**Exercise**
The required answer is every line of the data containing the word "born".

**Extracted data**
---

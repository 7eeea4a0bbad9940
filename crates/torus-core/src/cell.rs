//! The two-valued cell state and its byte encoding.

use std::fmt;

/// State of a single grid cell.
///
/// Stored as one byte (`0 = Dead`, `1 = Alive`) so a grid's buffer can be
/// handed to the host and read as a plain byte array without translation.
#[repr(u8)]
#[derive(Clone, Copy, Debug, Default, PartialEq, Eq, Hash)]
pub enum Cell {
    /// Byte value 0.
    #[default]
    Dead = 0,
    /// Byte value 1.
    Alive = 1,
}

impl Cell {
    /// Decode a buffer byte. Returns `None` for anything other than 0 or 1.
    pub const fn from_byte(byte: u8) -> Option<Self> {
        match byte {
            0 => Some(Self::Dead),
            1 => Some(Self::Alive),
            _ => None,
        }
    }

    /// The byte this state is stored as.
    pub const fn as_byte(self) -> u8 {
        self as u8
    }

    /// Whether the cell is alive.
    pub const fn is_alive(self) -> bool {
        matches!(self, Self::Alive)
    }

    /// The opposite state.
    pub const fn toggled(self) -> Self {
        match self {
            Self::Dead => Self::Alive,
            Self::Alive => Self::Dead,
        }
    }

    /// Conway's rule (B3/S23) applied to one cell.
    pub const fn next(self, live_neighbours: u8) -> Self {
        match (self, live_neighbours) {
            (Self::Alive, 2) | (Self::Alive, 3) => Self::Alive,
            (Self::Dead, 3) => Self::Alive,
            _ => Self::Dead,
        }
    }
}

impl From<bool> for Cell {
    fn from(alive: bool) -> Self {
        if alive {
            Self::Alive
        } else {
            Self::Dead
        }
    }
}

impl From<Cell> for u8 {
    fn from(cell: Cell) -> Self {
        cell.as_byte()
    }
}

impl fmt::Display for Cell {
    fn fmt(&self, f: &mut fmt::Formatter<'_>) -> fmt::Result {
        let symbol = match self {
            Self::Dead => '◻',
            Self::Alive => '◼',
        };
        write!(f, "{symbol}")
    }
}

#[cfg(test)]
mod tests {
    use super::*;

    #[test]
    fn byte_encoding_is_stable() {
        assert_eq!(Cell::Dead.as_byte(), 0);
        assert_eq!(Cell::Alive.as_byte(), 1);
        assert_eq!(std::mem::size_of::<Cell>(), 1);
    }

    #[test]
    fn from_byte_rejects_other_values() {
        assert_eq!(Cell::from_byte(0), Some(Cell::Dead));
        assert_eq!(Cell::from_byte(1), Some(Cell::Alive));
        assert_eq!(Cell::from_byte(2), None);
        assert_eq!(Cell::from_byte(255), None);
    }

    #[test]
    fn rule_table() {
        for n in 0..=8u8 {
            let survives = Cell::Alive.next(n);
            let born = Cell::Dead.next(n);
            assert_eq!(survives.is_alive(), n == 2 || n == 3, "alive with {n}");
            assert_eq!(born.is_alive(), n == 3, "dead with {n}");
        }
    }

    #[test]
    fn toggle_flips() {
        assert_eq!(Cell::Dead.toggled(), Cell::Alive);
        assert_eq!(Cell::Alive.toggled(), Cell::Dead);
    }
}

---

**Response to this task**
            let born = Cell::Dead.next(n);
            assert_eq!(born.is_alive(), n == 3, "dead with {n}");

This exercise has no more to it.